Brookfield Renewable continues to see an acceleration in demand for renewable energy. The capacity of the company’s development pipeline is nearly three times its current capacity. With the global push to reduce carbon emissions, I think this strong dividend should also be a great growth stock.
AbbVie (ABVV -1.75%) stands out as another company built to last. The major drugmaker’s dividend track record underscores this view. AbbVie has increased its dividend for 50 consecutive years, qualifying the company as a member of the elite group of stocks known as the Dividend Kings. Its dividend is currently yielding nearly 3.8%.
The pharmaceutical stock was up nearly 30% since the start of April. Although AbbVie has since given up on some of those gains, it continues to easily beat broader stock indexes this year.

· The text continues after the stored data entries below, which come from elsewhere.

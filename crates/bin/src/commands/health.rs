//! Health check command - checks a running Gatehouse server.

use std::time::Duration;

use serde::Deserialize;

use crate::cli::HealthArgs;

/// Body of `GET /health`
#[derive(Debug, Deserialize)]
struct HealthReport {
    status: String,
    #[serde(default)]
    sessions: usize,
}

/// Normalize a base URL or full health URL to the health endpoint.
fn health_url(base: &str) -> String {
    let base = base.trim_end_matches('/');
    if base.ends_with("/health") {
        base.to_string()
    } else {
        format!("{base}/health")
    }
}

/// Run the health check command
///
/// Exits the process with status 1 when the server is unreachable or
/// reports anything other than healthy.
pub async fn run(args: &HealthArgs) -> Result<(), Box<dyn std::error::Error>> {
    let url = health_url(&args.url);
    let client = reqwest::Client::builder()
        .timeout(Duration::from_secs(args.timeout))
        .build()?;

    let response = match client.get(&url).send().await {
        Ok(response) => response,
        Err(e) => {
            eprintln!("unhealthy: failed to connect to {url}: {e}");
            std::process::exit(1);
        }
    };

    if !response.status().is_success() {
        eprintln!(
            "unhealthy: server returned HTTP status {}",
            response.status()
        );
        std::process::exit(1);
    }

    let report: HealthReport = response.json().await?;
    if report.status != "healthy" {
        eprintln!("unhealthy: server returned status {}", report.status);
        std::process::exit(1);
    }

    println!("healthy: {} active sessions", report.sessions);
    Ok(())
}
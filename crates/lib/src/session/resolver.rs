//! Per-request session resolution.

use super::{CookieSource, LayoutData, SessionValidator};
use crate::{Result, constants::SESSION_COOKIE, user::UserView};

/// Maps a request's cookies to the layout data for that request.
///
/// Holds no per-request state; one resolver is shared by every request and
/// each call to [`SessionResolver::load`] starts from scratch.
#[derive(Debug, Clone)]
pub struct SessionResolver<V> {
    validator: V,
    cookie_name: String,
}

impl<V: SessionValidator> SessionResolver<V> {
    /// Create a resolver reading the default [`SESSION_COOKIE`].
    pub fn new(validator: V) -> Self {
        Self {
            validator,
            cookie_name: SESSION_COOKIE.to_string(),
        }
    }

    /// Read the session token from a differently named cookie.
    pub fn with_cookie_name(mut self, name: impl Into<String>) -> Self {
        self.cookie_name = name.into();
        self
    }

    pub fn cookie_name(&self) -> &str {
        &self.cookie_name
    }

    pub fn validator(&self) -> &V {
        &self.validator
    }

    /// The raw session token on this request, if any.
    ///
    /// An empty cookie value counts as no cookie.
    pub fn session_token<C: CookieSource + ?Sized>(&self, cookies: &C) -> Option<String> {
        cookies
            .cookie(&self.cookie_name)
            .filter(|token| !token.is_empty())
    }

    /// Resolve the request's user.
    ///
    /// Returns `Ok` with `user: None` when there is no session cookie or the
    /// validator does not recognise the token. Only a validator failure is
    /// returned as `Err`.
    pub async fn load<C: CookieSource + ?Sized>(&self, cookies: &C) -> Result<LayoutData> {
        let Some(token) = self.session_token(cookies) else {
            tracing::debug!(cookie = %self.cookie_name, "No session cookie; anonymous request");
            return Ok(LayoutData::anonymous());
        };

        let validation = self.validator.validate_session_token(&token).await?;

        let Some(user) = validation.user else {
            tracing::debug!("Session token did not resolve to a user; anonymous request");
            return Ok(LayoutData::anonymous());
        };

        tracing::debug!(user_id = %user.id, "Resolved authenticated request");
        Ok(LayoutData::authenticated(UserView::from(user)))
    }
}
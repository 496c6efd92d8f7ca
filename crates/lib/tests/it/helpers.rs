#![allow(dead_code)]

use std::sync::Arc;

use chrono::Duration;
use gatehouse::{
    Clock, FixedClock, SessionResolver, SessionStore, User, UserDirectory,
    config::SessionConfig,
    session::{RequestCookies, store::generate_session_token},
};

/// Everything needed to drive a resolver end to end.
pub struct TestContext {
    pub clock: Arc<FixedClock>,
    pub users: UserDirectory,
    pub sessions: SessionStore,
    pub resolver: SessionResolver<SessionStore>,
}

impl TestContext {
    pub fn new() -> Self {
        Self::with_config(&SessionConfig::default())
    }

    pub fn with_config(config: &SessionConfig) -> Self {
        let clock = Arc::new(FixedClock::default());
        let users = UserDirectory::new();
        let sessions = SessionStore::new(Arc::new(users.clone()))
            .with_clock(clock.clone())
            .with_config(config);
        let resolver =
            SessionResolver::new(sessions.clone()).with_cookie_name(config.cookie_name.clone());
        Self {
            clock,
            users,
            sessions,
            resolver,
        }
    }

    /// Register a user and return it.
    pub async fn add_user(&self, username: &str) -> User {
        let user = User::new(username, self.clock.now())
            .with_email(format!("{username}@example.com"))
            .with_password_hash("$argon2id$not-a-real-hash");
        self.users
            .insert(user.clone())
            .await
            .expect("Failed to insert user");
        user
    }

    /// Log a user in and return the cookie value.
    pub async fn login(&self, user: &User) -> String {
        let token = generate_session_token();
        self.sessions.create_session(&token, &user.id).await;
        token
    }

    /// Cookie jar carrying `token` under the resolver's cookie name.
    pub fn cookies(&self, token: &str) -> RequestCookies {
        RequestCookies::new().with(self.resolver.cookie_name(), token)
    }

    pub fn advance_days(&self, days: i64) {
        self.clock.advance(Duration::days(days));
    }
}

Shares also remain attractive, trading at 10.7x expected earnings. The reduced valuation is largely due to investor concerns over the loss of US patent exclusivity next year by AbbVie’s top-selling drug, Humira.
However, the company has a solid product line that should allow it to quickly return to growth. Indeed, market research firm EvaluatePharma predicts that AbbVie will be the world’s largest drugmaker by 2028 based on prescription drug sales.
3. Devon Energy
Unlike Brookfield Renewable and AbbVie, Devon Energy (DVN -1.19%) is unquestionably a huge winner so far in 2022. Shares of the oil and gas producer are up nearly 80% year to date.
Better yet, Devon is a dividend investor’s dream. The company offers a fixed and variable dividend which currently yields 6.7%. Devon believes his dividend yield in 2022 will be even higher.
The dynamics driving high oil and gas prices don’t seem likely to change any time soon. As a result, Devon should be able to continue to generate strong free cash flow. Its dividend appears to be in good shape.
Could the stock flounder after such a big run? Maybe. However, Devon CEO Rick Muncrief said on the company’s first quarter conference call: “Devon’s strong stock performance over the past year is largely a rebound from generational lows. that we have experienced during the COVID crisis.” The company believes that “it is still very early in this structural bull market”.